The first hint that something is amiss is young Anne's fondness for telling stories about a mysterious playmate named Victor. Victor appears at first to be a possible put-on, like young Danny squealing "redrum" in The Shining, but various bumping sounds, children's cries, and Darth Vader-like breathing noises point to something external. Anne also draws pictures of a scary old woman she claims to have seen quite often. Grace writes these off as childhood fibs, but when the curtains start being opened during the daylight, thus threatening the children's lives, she hits the wall and starts packing heat (ancient heat, to be sure, in the form of a Yosemite Sam-style shotgun, but still lethal . . . to the living).

It's best not to point out some obvious incongruities. For instance, if the house is haunted, why are the residents only finding out about it now? And why does Grace seem convinced of the supernatural menace, then get all pragmatic again, then believe again, and so on? Roll with it, and you'll have a fine time getting goosed by all the classic haunted-house bits, expertly staged by director Alejandro Amenábar (whose Open Your Eyes is being remade as Cameron Crowe's Vanilla Sky, with Nicole's ex-hubby, Tom, who also executive-produced The Others). There's just enough mystery to keep the audience guessing, especially in scenes indicating that the servants know more than they let on.

However, when Grace's husband returns home, about midway through the film, it feels like a misstep. Actor Christopher Eccleston, looking as if his face were constructed from yellow latex by the Henson Creature Shop, is so devoid of energy that he drags the entire film down to his level for a while, giving us a pointless love scene when what we want is more ghosts. Thankfully, he isn't given a lot to do, and the spirits kick into high gear a little later.

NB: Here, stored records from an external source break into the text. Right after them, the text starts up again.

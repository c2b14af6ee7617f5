use std::{fmt::Display, str::FromStr};

use serde::{Deserialize, Serialize};

use crate::ScoringModelError;

/// Identifies which of the two compared mappings a piece of data belongs to.
#[derive(Clone, Copy, Debug, PartialEq, Eq, Hash, PartialOrd, Ord, Serialize, Deserialize)]
#[serde(rename_all = "snake_case")]
pub enum FileType {
    /// The automatically generated mapping under evaluation.
    Proposed,
    /// The human-authored reference mapping.
    Solution,
}

impl FileType {
    /// Both file types, in declaration order.
    pub const ALL: [FileType; 2] = [FileType::Proposed, FileType::Solution];

    /// The stable lowercase name of this file type.
    pub fn as_str(&self) -> &'static str {
        match self {
            FileType::Proposed => "proposed",
            FileType::Solution => "solution",
        }
    }
}

impl Display for FileType {
    fn fmt(&self, f: &mut std::fmt::Formatter<'_>) -> std::fmt::Result {
        write!(f, "{}", self.as_str())
    }
}

impl FromStr for FileType {
    type Err = ScoringModelError;

    fn from_str(s: &str) -> Result<Self, Self::Err> {
        match s {
            "proposed" => Ok(FileType::Proposed),
            "solution" => Ok(FileType::Solution),
            other => Err(ScoringModelError::UnknownFileType(other.to_string())),
        }
    }
}
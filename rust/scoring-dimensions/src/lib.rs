#![deny(missing_docs)]

//! Independently scored aspects of mapping quality.
//!
//! A [`Dimension`] compares the proposed mapping of a set of entities against
//! the solution mapping for the same entities and reports a [`Reporting`]:
//! how many proposed selections were correct, how many were extraneous, and
//! the most that could have been correct.
//!
//! Dimensions borrow the [`Translations`] they measure and never modify
//! them, so independent dimensions may be evaluated side by side.
//!
//! Evaluation is a single step from unevaluated to evaluated:
//!
//! ```
//! use scoring_dimensions::{Dimension, RawFieldSelection};
//! use scoring_model::{FileType, MatchedTranslations, Translation, Translations};
//!
//! let mut matched = MatchedTranslations::default();
//! matched.push(FileType::Solution, Translation::new("sf1", "r1"));
//! matched.push(FileType::Proposed, Translation::new("sf1", "r1"));
//! matched.push(FileType::Proposed, Translation::new("sf2", "r2"));
//! let translations = Translations::from_iter([("dev1", matched)]);
//!
//! let mut dimension = RawFieldSelection::new(&translations);
//! assert_eq!(dimension.reporting(), None);
//!
//! let reporting = dimension.evaluate().reporting().cloned().unwrap();
//! assert_eq!(reporting.correct_reporting, 1);
//! assert_eq!(reporting.correct_ceiling_reporting, 1);
//! assert_eq!(reporting.incorrect_reporting, 1);
//! ```
//!
//! A harness that picks dimensions by name goes through [`DimensionKind`]:
//!
//! ```
//! use scoring_dimensions::DimensionKind;
//! use scoring_model::Translations;
//!
//! let translations = Translations::new();
//! let kind: DimensionKind = "raw_field_selection".parse().unwrap();
//! let mut dimension = kind.build(&translations);
//!
//! assert_eq!(dimension.evaluate().correct_ceiling_reporting(), Some(0));
//! ```

pub use scoring_model::Translations;

mod error;
pub use error::*;

mod dimension;
pub use dimension::*;

mod raw_field_selection;
pub use raw_field_selection::*;

mod kind;
pub use kind::*;
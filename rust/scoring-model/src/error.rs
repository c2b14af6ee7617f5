use thiserror::Error;

/// Errors that can occur when interpreting translation data.
#[derive(Error, Debug, Clone, PartialEq, Eq)]
pub enum ScoringModelError {
    /// A file type tag was neither `proposed` nor `solution`.
    #[error("Unknown file type: {0}")]
    UnknownFileType(String),
}
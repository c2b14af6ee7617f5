use std::collections::HashSet;

use scoring_model::{FieldTranslation, FileType, Translations};
use tracing::{debug, warn};

use crate::{Dimension, Reporting};

/// Measures whether the correct raw fields (e.g.
/// `points.chilled_water_flowrate_sensor.present_value`) were mapped, rather
/// than ignored, in the proposed mapping.
///
/// Which standard field a raw field was mapped onto does not matter here.
/// Entities are not scored one by one: the raw fields of every entity are
/// pooled per [`FileType`] and compared as sets, so neither order nor
/// repetition affects the outcome.
///
/// The ceiling counts distinct `(standard_field_name, translation)` pairs of
/// the solution, while the other two counts are over raw field names. When a
/// solution maps one raw field under several standard fields, the ceiling
/// exceeds what [`Reporting::correct_reporting`] can reach.
#[derive(Clone, Debug)]
pub struct RawFieldSelection<'a> {
    translations: &'a Translations,
    reporting: Option<Reporting>,
}

impl<'a> RawFieldSelection<'a> {
    /// The stable identifier of this dimension.
    pub const NAME: &'static str = "raw_field_selection";

    /// Creates an unevaluated dimension over `translations`.
    pub fn new(translations: &'a Translations) -> Self {
        Self {
            translations,
            reporting: None,
        }
    }

    fn measure(&self) -> Reporting {
        let solution_fields = raw_field_names(self.translations.pairs(FileType::Solution));
        let proposed_fields = raw_field_names(self.translations.pairs(FileType::Proposed));

        let correct_fields = proposed_fields.intersection(&solution_fields).count();
        let incorrect_fields = proposed_fields.difference(&solution_fields).count();

        let solution_pairs = self
            .translations
            .pairs(FileType::Solution)
            .collect::<HashSet<_>>()
            .len();

        if solution_pairs > solution_fields.len() {
            warn!(
                dimension = Self::NAME,
                solution_pairs,
                solution_fields = solution_fields.len(),
                "Solution maps some raw fields more than once; ceiling is unreachable"
            );
        }

        Reporting {
            correct_reporting: correct_fields,
            correct_ceiling_reporting: solution_pairs,
            incorrect_reporting: incorrect_fields,
        }
    }
}

fn raw_field_names<'t, I>(pairs: I) -> HashSet<&'t str>
where
    I: Iterator<Item = &'t FieldTranslation>,
{
    pairs
        .map(|(_, translation)| translation.raw_field_name())
        .collect()
}

impl Dimension for RawFieldSelection<'_> {
    fn name(&self) -> &'static str {
        Self::NAME
    }

    fn translations(&self) -> &Translations {
        self.translations
    }

    fn evaluate(&mut self) -> &dyn Dimension {
        let reporting = self.measure();

        debug!(
            dimension = Self::NAME,
            entities = self.translations.len(),
            correct = reporting.correct_reporting,
            ceiling = reporting.correct_ceiling_reporting,
            incorrect = reporting.incorrect_reporting,
            "Evaluated dimension"
        );

        self.reporting = Some(reporting);
        self
    }

    fn reporting(&self) -> Option<&Reporting> {
        self.reporting.as_ref()
    }
}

The ending, unfortunately, doesn't quite satisfy. (Skip this paragraph to avoid even the vaguest hint, spoiler-hounds.) In revealing all, it unearths a secret so sweeping in its implications that it doesn't seem possible that anything in the movie could have happened quite the way it did for internal logic to remain consistent. Just a tweak or two more would have helped a lot. (Forgive the vagueness of this discussion, but there's no other way without inviting some very justified hate mail.) Like Jacob's Ladder, the ending needlessly jeopardizes a logical interpretation of the film, when it would have been so easy to rewrite it in a slightly more satisfying manner.

Still, if you like being scared, you should have fun. Bring a date to hold hands with.